Cell Viability Assay

Approximately 10,000 cells were seeded into a 96-well plate and then transfected with siRNAs, miRNAs, or plasmids, using appropriate protocols. After transfection, CCK-8 reagent was added into each well, followed by incubation and measurement of OD 450 absorbance to determine cell viability.

Western Blot Assay

Total proteins were extracted from the cells using the RNA immunoprecipitation assay lysis buffer, and then protein concentration was measured using the bicinchoninic acid assay (Pierce). A total of 50 µg of the protein was separated by sodium dodecyl sulfate–polyacrylamide gel electrophoresis, transferred onto nitrocellulose membranes, and then blocked with 5% skim milk. After washing, the membranes were incubated overnight, at 4 °C, with primary β-catenin (ab51032), p-GSK-3β (ab93926), GSK-3β (ab93926), and GAPDH (ab181602) antibodies. They were washed four times with Tris-buffered saline Tween for 5 min and incubated at room temperature with secondary antibodies for 1 h. GAPDH was used as an internal control.

Colony Formation Assay

Approximately 1,500 of the treated cells were seeded into six-well plates and cultured for 14 days, with the medium changed after every 3 days. The cells were then fixed using methanol and stained with 0.4% crystal violet solution, and then images were captured using a camera.
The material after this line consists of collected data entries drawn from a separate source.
//! AI 网关客户端

use reqwest::Client;
use serde::{Deserialize, Serialize};
use std::time::Duration;
use tracing::{debug, error};

use super::format::build_chat_endpoint;
use super::types::{ChatMessage, LlmError};

/// Chat Completions 请求载荷
#[derive(Serialize)]
struct ChatCompletionRequest {
    model: String,
    messages: Vec<ChatMessage>,
}

/// Chat Completions 响应
#[derive(Deserialize, Debug)]
struct ChatCompletionResponse {
    #[serde(default)]
    choices: Vec<ChatChoice>,
}

#[derive(Deserialize, Debug)]
struct ChatChoice {
    #[serde(default)]
    message: ChoiceMessage,
}

#[derive(Deserialize, Debug, Default)]
struct ChoiceMessage {
    content: Option<String>,
}

/// AI 网关客户端
///
/// 持有连接池，供并发请求复用；每次调用都是独立的请求/响应往返。
pub struct LlmClient {
    client: Client,
    api_key: String,
    base_url: String,
}

impl LlmClient {
    /// 创建新的客户端
    pub fn new(api_key: impl Into<String>, base_url: impl Into<String>) -> Result<Self, LlmError> {
        let api_key = api_key.into();
        if api_key.is_empty() {
            return Err(LlmError::Config("API Key is required".to_string()));
        }

        // 构建 HTTP 客户端
        let client = Client::builder()
            .timeout(Duration::from_secs(120))
            .connect_timeout(Duration::from_secs(30))
            .pool_max_idle_per_host(5)
            .build()
            .map_err(LlmError::Http)?;

        Ok(Self {
            client,
            api_key,
            base_url: base_url.into(),
        })
    }

    /// 单次聊天补全调用，返回首个 choice 的文本内容
    ///
    /// 不做重试：任何传输失败或非成功状态码都立即返回错误。
    /// 空字符串内容视同缺失。
    pub async fn chat_completion(
        &self,
        messages: Vec<ChatMessage>,
        model: &str,
    ) -> Result<String, LlmError> {
        let endpoint = build_chat_endpoint(&self.base_url);

        let payload = ChatCompletionRequest {
            model: model.to_string(),
            messages,
        };

        debug!("AI gateway request: endpoint={}, model={}", endpoint, model);

        let response = self
            .client
            .post(&endpoint)
            .header("Authorization", format!("Bearer {}", self.api_key))
            .header("Content-Type", "application/json")
            .json(&payload)
            .send()
            .await?;

        // 检查状态码
        let status = response.status();
        if !status.is_success() {
            let status_code = status.as_u16();
            let error_text = response.text().await.unwrap_or_default();
            error!(
                "AI gateway error: status={}, body={}",
                status_code,
                truncate_body(&error_text, 500)
            );
            return Err(LlmError::Api {
                status: status_code,
                message: error_text,
            });
        }

        let completion: ChatCompletionResponse = response.json().await?;

        // 提取首个 choice 的内容
        completion
            .choices
            .into_iter()
            .next()
            .and_then(|choice| choice.message.content)
            .filter(|content| !content.is_empty())
            .ok_or(LlmError::EmptyResponse)
    }
}

/// 截断日志预览，始终落在字符边界上
///
/// 响应体由上游控制，可能在任意字节处出现多字节字符。
fn truncate_body(text: &str, max_len: usize) -> &str {
    if text.len() <= max_len {
        return text;
    }
    let mut end = max_len;
    while !text.is_char_boundary(end) {
        end -= 1;
    }
    &text[..end]
}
Wound Healing and Transwell Migration Assays

We performed wound healing experiments to determine the cells’ migratory potential. Briefly, a wound was created using a p200 pipette tip on cells grown to confluence using six-well plates; photographs were taken at both 0 and 48 h and then used for determination of cell-free space. Approximately 1 × 104 treated cells were digested into a cell suspension, seeded into 8-µm-pore-size transwells, and then loaded into 24-well plates. The lower and the upper media were supplemented with 10 and 1% FBS, respectively. After 24 h, the transwell was fixed with methanol, the upper cells were scraped using a cotton ball, and the cells at the bottom surface were stained with crystal violet.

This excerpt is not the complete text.